→ WHAT TO WORK ON: Which lines of the entries below run from the one holding "pub mod enclave;" to the one holding "pub use rng::StreamGenerator;", inclusive? Set down exactly those lines and no others.

(Stored data)

▽

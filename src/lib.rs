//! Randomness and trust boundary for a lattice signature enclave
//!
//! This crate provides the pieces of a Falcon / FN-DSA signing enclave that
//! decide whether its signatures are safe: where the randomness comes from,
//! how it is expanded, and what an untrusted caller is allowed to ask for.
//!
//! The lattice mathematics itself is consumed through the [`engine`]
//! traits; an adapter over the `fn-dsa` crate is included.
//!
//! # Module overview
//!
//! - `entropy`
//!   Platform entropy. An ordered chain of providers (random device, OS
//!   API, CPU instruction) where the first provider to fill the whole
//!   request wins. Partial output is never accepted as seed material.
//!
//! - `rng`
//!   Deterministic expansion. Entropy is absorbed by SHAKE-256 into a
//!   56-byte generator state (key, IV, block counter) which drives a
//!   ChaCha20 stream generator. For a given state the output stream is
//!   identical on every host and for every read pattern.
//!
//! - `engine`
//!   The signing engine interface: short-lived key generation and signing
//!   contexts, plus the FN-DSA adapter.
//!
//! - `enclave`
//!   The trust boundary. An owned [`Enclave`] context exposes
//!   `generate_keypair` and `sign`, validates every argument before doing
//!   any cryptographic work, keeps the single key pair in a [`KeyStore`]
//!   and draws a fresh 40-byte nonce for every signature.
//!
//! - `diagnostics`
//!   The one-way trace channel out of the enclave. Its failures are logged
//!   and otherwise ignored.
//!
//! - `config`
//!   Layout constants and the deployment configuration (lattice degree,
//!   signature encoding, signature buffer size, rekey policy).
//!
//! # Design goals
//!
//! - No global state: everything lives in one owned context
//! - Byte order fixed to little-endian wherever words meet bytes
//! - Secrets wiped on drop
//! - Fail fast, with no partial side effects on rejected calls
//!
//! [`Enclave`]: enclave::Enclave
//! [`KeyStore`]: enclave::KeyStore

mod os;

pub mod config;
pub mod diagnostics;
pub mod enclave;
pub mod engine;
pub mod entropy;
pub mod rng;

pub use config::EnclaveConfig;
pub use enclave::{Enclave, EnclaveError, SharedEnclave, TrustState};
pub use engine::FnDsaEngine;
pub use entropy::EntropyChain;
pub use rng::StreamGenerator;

△
▽

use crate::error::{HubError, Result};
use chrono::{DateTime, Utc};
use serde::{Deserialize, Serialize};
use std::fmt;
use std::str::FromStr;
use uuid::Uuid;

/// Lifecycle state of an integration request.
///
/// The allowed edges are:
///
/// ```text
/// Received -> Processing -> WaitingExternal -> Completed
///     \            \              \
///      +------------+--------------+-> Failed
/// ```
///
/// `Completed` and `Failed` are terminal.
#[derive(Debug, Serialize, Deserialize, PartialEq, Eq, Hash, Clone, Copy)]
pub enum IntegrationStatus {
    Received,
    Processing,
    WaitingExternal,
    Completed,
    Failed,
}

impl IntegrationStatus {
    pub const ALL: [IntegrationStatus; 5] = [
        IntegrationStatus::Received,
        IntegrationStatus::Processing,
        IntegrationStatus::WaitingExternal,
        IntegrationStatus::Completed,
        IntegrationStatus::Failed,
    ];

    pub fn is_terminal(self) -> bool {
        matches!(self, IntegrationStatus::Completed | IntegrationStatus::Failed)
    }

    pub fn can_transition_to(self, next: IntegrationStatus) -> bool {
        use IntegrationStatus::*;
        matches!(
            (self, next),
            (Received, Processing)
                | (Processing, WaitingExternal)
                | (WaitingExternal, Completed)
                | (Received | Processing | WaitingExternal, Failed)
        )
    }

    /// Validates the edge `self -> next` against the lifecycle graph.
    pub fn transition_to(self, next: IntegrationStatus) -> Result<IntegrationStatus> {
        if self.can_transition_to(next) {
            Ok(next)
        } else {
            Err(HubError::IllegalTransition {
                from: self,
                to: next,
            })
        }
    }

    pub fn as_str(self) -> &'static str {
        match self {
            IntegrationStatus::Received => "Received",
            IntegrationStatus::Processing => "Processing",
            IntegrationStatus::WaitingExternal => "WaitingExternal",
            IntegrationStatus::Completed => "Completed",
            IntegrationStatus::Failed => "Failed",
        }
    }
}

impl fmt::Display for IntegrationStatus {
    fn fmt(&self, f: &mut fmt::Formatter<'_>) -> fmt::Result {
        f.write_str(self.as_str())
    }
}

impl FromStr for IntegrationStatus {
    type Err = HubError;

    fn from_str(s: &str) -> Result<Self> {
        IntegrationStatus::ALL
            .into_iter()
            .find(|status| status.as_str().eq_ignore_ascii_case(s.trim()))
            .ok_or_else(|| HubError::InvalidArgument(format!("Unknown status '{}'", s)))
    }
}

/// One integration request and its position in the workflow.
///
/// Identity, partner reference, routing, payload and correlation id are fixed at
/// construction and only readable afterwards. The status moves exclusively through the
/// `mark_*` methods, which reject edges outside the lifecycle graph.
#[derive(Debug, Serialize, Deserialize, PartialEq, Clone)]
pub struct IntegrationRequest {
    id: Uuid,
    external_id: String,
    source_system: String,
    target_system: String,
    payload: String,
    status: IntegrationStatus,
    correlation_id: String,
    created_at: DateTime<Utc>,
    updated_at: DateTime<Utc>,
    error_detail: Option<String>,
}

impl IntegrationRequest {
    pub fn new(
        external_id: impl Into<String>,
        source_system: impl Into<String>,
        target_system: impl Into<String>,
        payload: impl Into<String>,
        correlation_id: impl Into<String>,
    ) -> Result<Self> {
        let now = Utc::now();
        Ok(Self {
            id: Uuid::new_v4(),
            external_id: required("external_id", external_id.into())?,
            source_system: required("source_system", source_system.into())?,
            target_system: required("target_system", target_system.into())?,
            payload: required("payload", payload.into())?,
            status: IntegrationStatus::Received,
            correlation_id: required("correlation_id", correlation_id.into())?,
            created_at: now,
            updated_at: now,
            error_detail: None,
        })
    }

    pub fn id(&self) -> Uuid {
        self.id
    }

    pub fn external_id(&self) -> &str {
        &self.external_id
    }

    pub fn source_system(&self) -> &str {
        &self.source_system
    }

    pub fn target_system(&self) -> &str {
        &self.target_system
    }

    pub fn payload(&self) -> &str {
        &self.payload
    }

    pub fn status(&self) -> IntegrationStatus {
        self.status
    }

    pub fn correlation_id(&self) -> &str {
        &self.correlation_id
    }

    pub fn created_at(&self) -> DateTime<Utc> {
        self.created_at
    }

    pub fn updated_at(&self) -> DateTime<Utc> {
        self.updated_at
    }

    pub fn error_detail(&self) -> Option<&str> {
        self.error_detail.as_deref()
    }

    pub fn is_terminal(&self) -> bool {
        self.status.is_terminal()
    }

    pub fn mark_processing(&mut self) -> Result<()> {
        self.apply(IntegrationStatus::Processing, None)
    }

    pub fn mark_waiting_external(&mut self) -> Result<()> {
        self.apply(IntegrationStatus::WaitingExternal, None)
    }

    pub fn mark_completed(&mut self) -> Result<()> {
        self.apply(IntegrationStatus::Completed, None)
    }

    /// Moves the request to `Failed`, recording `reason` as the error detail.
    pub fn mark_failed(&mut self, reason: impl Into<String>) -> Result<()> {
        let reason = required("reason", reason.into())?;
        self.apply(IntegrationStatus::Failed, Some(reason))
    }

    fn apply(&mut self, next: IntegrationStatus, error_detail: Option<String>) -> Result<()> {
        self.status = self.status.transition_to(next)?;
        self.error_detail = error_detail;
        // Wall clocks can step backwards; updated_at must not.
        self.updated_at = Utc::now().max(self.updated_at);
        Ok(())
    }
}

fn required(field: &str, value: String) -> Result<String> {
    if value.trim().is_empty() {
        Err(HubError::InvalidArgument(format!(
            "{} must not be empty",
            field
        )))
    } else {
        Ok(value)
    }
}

△

→ SOLUTION FOR THIS TASK:
pub mod enclave;
pub mod engine;
pub mod entropy;
pub mod rng;

pub use config::EnclaveConfig;
pub use enclave::{Enclave, EnclaveError, SharedEnclave, TrustState};
pub use engine::FnDsaEngine;
pub use entropy::EntropyChain;
pub use rng::StreamGenerator;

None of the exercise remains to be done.